PROBLEM DESCRIPTION :: Use the entries below to count the lines that hold the word "Debug"; answer with the number only.

DATA FOR THIS TASK ::
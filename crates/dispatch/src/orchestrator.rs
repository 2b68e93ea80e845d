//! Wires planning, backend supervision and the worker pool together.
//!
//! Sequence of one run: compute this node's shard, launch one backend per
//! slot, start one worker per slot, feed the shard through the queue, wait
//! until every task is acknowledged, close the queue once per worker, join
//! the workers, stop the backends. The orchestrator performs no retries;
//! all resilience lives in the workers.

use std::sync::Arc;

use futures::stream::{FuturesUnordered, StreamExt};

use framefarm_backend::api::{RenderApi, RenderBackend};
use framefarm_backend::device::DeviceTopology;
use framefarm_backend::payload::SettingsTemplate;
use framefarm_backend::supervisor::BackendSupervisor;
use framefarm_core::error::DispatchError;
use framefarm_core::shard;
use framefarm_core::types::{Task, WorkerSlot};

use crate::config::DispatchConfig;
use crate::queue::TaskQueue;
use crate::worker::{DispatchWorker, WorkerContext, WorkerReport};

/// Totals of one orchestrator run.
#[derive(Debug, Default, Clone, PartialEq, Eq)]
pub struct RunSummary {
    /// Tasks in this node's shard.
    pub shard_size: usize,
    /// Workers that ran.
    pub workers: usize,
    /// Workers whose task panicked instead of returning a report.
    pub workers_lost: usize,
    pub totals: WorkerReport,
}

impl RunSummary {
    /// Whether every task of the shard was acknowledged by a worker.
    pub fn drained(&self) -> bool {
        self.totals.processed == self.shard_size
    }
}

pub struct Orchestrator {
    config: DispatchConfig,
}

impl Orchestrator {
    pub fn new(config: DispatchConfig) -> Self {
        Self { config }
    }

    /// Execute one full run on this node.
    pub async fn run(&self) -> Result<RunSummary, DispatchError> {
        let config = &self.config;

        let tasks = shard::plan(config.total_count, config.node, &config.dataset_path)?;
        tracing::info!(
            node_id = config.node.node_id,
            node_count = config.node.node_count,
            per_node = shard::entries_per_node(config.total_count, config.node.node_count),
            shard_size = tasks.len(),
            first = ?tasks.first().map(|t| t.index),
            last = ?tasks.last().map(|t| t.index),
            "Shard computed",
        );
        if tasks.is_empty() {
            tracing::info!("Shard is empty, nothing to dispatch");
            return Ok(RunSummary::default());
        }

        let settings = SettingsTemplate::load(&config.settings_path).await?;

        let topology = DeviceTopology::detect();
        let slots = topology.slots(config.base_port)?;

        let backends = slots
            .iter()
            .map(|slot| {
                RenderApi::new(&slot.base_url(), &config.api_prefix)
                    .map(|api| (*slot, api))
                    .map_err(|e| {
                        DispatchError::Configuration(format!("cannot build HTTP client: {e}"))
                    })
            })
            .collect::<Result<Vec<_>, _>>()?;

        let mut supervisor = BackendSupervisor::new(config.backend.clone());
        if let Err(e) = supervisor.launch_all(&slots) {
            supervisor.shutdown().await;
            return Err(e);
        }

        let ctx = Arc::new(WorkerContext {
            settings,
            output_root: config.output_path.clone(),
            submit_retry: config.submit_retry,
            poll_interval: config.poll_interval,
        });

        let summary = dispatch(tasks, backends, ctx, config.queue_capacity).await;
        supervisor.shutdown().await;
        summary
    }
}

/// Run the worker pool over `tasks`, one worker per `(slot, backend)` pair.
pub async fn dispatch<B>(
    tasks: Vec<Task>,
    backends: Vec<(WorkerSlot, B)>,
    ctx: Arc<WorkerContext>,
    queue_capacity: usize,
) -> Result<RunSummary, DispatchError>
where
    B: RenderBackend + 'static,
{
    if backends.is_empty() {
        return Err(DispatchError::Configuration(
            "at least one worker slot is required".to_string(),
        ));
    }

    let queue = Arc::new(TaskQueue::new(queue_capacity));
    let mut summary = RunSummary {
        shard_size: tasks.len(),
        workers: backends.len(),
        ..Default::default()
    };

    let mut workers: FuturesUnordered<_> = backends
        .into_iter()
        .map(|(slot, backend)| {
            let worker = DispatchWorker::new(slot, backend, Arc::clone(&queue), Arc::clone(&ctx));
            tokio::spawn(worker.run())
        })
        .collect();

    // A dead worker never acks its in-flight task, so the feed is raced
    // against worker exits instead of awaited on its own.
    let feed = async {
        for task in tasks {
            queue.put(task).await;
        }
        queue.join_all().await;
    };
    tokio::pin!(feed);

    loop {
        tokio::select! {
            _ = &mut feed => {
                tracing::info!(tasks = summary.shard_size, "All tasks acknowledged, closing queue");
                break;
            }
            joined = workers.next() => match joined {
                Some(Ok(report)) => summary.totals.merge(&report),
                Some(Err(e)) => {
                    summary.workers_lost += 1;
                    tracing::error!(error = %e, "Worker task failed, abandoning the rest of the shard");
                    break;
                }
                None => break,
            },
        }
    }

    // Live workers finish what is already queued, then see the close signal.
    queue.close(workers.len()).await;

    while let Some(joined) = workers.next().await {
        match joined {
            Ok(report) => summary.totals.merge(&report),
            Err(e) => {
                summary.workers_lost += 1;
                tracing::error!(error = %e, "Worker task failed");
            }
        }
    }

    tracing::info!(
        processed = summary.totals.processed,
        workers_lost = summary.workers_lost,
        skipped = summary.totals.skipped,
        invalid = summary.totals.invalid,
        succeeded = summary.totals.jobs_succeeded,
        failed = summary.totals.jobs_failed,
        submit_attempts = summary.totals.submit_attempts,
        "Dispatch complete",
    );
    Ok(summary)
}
--
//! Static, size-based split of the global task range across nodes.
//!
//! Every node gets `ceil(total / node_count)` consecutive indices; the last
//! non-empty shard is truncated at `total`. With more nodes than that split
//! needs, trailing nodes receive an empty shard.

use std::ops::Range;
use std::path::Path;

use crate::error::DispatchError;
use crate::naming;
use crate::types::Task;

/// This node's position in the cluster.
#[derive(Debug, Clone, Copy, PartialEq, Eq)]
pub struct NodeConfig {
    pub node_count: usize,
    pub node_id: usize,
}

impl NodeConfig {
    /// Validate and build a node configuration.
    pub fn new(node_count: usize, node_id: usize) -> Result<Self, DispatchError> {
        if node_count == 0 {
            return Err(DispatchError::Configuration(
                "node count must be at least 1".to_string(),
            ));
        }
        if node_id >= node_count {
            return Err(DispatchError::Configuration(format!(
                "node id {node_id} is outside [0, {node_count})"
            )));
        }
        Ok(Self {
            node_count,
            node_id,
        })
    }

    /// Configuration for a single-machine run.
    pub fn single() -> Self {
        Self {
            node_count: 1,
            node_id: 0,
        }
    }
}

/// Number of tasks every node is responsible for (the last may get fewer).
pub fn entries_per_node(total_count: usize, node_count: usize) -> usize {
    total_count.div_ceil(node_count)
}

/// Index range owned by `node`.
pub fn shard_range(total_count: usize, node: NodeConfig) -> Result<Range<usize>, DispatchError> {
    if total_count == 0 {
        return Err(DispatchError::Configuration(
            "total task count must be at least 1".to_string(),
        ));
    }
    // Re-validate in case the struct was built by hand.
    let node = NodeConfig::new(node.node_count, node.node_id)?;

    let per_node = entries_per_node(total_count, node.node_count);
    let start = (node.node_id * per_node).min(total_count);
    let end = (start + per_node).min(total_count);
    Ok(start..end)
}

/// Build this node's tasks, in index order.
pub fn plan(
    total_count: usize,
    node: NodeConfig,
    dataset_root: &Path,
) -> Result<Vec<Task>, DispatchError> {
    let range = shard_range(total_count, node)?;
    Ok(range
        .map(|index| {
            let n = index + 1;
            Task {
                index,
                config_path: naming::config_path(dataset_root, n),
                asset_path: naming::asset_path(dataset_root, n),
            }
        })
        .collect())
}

SOLUTION FOR THIS TASK :: 2